* **Dataset content**
——————

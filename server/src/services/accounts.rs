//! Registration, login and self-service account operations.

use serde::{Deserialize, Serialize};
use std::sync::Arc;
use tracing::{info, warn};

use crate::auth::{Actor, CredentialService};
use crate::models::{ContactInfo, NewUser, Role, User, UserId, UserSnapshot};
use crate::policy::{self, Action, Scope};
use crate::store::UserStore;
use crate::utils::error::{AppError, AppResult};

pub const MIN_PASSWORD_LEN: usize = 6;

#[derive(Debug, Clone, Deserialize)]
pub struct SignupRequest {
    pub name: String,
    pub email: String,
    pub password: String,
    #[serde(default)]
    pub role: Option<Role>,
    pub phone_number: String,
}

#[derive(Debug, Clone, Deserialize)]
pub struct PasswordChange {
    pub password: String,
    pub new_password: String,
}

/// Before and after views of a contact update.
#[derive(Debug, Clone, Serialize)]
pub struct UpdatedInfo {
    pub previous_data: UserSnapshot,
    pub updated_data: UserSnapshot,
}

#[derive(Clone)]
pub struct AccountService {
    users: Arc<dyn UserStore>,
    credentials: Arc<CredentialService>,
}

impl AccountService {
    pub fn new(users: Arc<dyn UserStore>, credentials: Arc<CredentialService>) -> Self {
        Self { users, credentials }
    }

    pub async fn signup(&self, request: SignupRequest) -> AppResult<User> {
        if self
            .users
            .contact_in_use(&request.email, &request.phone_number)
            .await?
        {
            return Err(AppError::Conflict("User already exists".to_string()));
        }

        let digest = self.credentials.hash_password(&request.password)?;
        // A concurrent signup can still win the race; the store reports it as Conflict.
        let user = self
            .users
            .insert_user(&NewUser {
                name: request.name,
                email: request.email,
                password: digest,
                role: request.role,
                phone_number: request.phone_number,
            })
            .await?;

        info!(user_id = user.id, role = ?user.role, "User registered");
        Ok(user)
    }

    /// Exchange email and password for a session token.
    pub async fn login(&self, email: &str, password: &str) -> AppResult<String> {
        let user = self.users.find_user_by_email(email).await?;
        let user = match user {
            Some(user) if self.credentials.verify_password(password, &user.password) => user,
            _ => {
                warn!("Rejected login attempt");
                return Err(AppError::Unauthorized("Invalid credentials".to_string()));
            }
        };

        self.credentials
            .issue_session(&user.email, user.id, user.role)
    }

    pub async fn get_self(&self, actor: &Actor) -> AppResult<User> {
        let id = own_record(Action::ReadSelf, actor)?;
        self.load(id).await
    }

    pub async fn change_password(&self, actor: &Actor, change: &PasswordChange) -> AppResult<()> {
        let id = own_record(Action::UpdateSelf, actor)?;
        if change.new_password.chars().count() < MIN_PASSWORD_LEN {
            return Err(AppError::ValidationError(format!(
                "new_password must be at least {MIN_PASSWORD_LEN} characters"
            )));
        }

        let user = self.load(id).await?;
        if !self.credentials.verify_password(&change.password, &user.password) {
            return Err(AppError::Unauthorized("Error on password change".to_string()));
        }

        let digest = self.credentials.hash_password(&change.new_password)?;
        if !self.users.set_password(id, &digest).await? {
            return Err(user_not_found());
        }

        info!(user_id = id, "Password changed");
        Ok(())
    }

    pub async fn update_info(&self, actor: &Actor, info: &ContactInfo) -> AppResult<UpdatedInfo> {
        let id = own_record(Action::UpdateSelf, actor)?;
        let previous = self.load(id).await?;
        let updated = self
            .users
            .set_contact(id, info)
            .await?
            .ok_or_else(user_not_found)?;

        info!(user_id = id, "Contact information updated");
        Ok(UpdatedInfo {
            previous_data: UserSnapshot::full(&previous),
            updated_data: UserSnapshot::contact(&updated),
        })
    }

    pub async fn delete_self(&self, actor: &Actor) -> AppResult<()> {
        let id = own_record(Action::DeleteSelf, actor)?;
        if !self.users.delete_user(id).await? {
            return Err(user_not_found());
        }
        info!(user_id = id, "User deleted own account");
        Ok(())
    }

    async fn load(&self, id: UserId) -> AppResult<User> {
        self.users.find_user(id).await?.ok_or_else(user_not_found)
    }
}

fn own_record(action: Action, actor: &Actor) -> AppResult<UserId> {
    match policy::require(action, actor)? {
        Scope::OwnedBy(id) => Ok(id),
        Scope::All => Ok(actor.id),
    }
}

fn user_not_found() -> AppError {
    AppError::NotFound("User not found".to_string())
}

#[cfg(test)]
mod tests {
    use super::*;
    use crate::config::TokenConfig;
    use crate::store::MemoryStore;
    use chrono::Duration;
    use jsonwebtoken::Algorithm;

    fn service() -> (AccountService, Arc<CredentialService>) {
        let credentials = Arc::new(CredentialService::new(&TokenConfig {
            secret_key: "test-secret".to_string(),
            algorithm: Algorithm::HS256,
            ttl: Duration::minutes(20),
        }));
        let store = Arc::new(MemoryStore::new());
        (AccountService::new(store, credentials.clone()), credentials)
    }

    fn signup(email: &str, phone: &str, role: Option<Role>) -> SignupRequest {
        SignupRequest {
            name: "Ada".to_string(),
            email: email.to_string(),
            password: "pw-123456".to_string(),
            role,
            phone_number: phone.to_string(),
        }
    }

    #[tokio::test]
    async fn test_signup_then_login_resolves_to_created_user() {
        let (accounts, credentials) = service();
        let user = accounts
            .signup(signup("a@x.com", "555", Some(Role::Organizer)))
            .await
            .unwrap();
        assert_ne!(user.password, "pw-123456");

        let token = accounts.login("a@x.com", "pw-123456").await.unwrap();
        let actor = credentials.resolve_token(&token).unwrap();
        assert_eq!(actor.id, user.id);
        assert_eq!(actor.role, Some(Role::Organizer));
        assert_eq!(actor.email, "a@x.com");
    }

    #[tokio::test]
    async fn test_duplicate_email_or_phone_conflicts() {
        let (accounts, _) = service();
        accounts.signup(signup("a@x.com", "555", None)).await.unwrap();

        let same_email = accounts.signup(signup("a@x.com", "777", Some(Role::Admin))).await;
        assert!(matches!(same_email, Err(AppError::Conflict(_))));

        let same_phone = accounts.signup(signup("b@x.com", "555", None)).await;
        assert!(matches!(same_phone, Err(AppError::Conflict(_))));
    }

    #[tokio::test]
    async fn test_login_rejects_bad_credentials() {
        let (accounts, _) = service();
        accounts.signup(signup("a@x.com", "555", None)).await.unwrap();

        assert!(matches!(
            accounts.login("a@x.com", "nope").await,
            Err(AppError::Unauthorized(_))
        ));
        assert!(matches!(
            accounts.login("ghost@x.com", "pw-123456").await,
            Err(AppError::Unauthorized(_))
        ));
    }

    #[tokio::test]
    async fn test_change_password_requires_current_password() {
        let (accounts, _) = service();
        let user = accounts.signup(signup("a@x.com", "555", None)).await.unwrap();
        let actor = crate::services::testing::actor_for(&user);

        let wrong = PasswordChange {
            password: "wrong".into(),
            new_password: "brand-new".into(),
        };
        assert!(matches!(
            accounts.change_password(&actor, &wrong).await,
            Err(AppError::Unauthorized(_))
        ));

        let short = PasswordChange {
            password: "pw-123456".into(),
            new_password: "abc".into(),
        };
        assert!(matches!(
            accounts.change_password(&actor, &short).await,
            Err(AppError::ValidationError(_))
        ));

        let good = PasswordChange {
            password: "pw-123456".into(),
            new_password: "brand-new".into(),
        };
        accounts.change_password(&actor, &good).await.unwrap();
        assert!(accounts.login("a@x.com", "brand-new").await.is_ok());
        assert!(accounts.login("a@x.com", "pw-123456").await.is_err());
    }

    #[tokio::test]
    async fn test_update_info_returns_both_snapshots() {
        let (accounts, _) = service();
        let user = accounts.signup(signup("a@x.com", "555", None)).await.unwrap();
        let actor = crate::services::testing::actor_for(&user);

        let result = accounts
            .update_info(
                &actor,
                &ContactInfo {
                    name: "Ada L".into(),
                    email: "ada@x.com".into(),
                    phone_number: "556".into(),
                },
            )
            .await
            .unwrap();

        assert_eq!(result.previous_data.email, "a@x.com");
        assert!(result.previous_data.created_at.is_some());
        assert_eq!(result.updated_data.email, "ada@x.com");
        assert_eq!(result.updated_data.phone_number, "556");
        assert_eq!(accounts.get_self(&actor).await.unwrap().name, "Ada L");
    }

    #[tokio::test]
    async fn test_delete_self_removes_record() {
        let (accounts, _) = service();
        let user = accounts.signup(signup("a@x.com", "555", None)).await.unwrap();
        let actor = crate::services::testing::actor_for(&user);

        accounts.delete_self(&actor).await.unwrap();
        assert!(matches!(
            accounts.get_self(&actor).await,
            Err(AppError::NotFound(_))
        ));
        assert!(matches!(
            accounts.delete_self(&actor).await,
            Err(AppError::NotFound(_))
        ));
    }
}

——————

* **Task description**
Please retype the data exactly as it stands, from its first line down to the line that contains "pub async fn login(&self, email: &str, password: &str)", then stop.

* **Finished task**
filename server/src/services/accounts.rs
//! Registration, login and self-service account operations.

use serde::{Deserialize, Serialize};
use std::sync::Arc;
use tracing::{info, warn};

use crate::auth::{Actor, CredentialService};
use crate::models::{ContactInfo, NewUser, Role, User, UserId, UserSnapshot};
use crate::policy::{self, Action, Scope};
use crate::store::UserStore;
use crate::utils::error::{AppError, AppResult};

pub const MIN_PASSWORD_LEN: usize = 6;

#[derive(Debug, Clone, Deserialize)]
pub struct SignupRequest {
    pub name: String,
    pub email: String,
    pub password: String,
    #[serde(default)]
    pub role: Option<Role>,
    pub phone_number: String,
}

#[derive(Debug, Clone, Deserialize)]
pub struct PasswordChange {
    pub password: String,
    pub new_password: String,
}

/// Before and after views of a contact update.
#[derive(Debug, Clone, Serialize)]
pub struct UpdatedInfo {
    pub previous_data: UserSnapshot,
    pub updated_data: UserSnapshot,
}

#[derive(Clone)]
pub struct AccountService {
    users: Arc<dyn UserStore>,
    credentials: Arc<CredentialService>,
}

impl AccountService {
    pub fn new(users: Arc<dyn UserStore>, credentials: Arc<CredentialService>) -> Self {
        Self { users, credentials }
    }

    pub async fn signup(&self, request: SignupRequest) -> AppResult<User> {
        if self
            .users
            .contact_in_use(&request.email, &request.phone_number)
            .await?
        {
            return Err(AppError::Conflict("User already exists".to_string()));
        }

        let digest = self.credentials.hash_password(&request.password)?;
        // A concurrent signup can still win the race; the store reports it as Conflict.
        let user = self
            .users
            .insert_user(&NewUser {
                name: request.name,
                email: request.email,
                password: digest,
                role: request.role,
                phone_number: request.phone_number,
            })
            .await?;

        info!(user_id = user.id, role = ?user.role, "User registered");
        Ok(user)
    }

    /// Exchange email and password for a session token.
    pub async fn login(&self, email: &str, password: &str) -> AppResult<String> {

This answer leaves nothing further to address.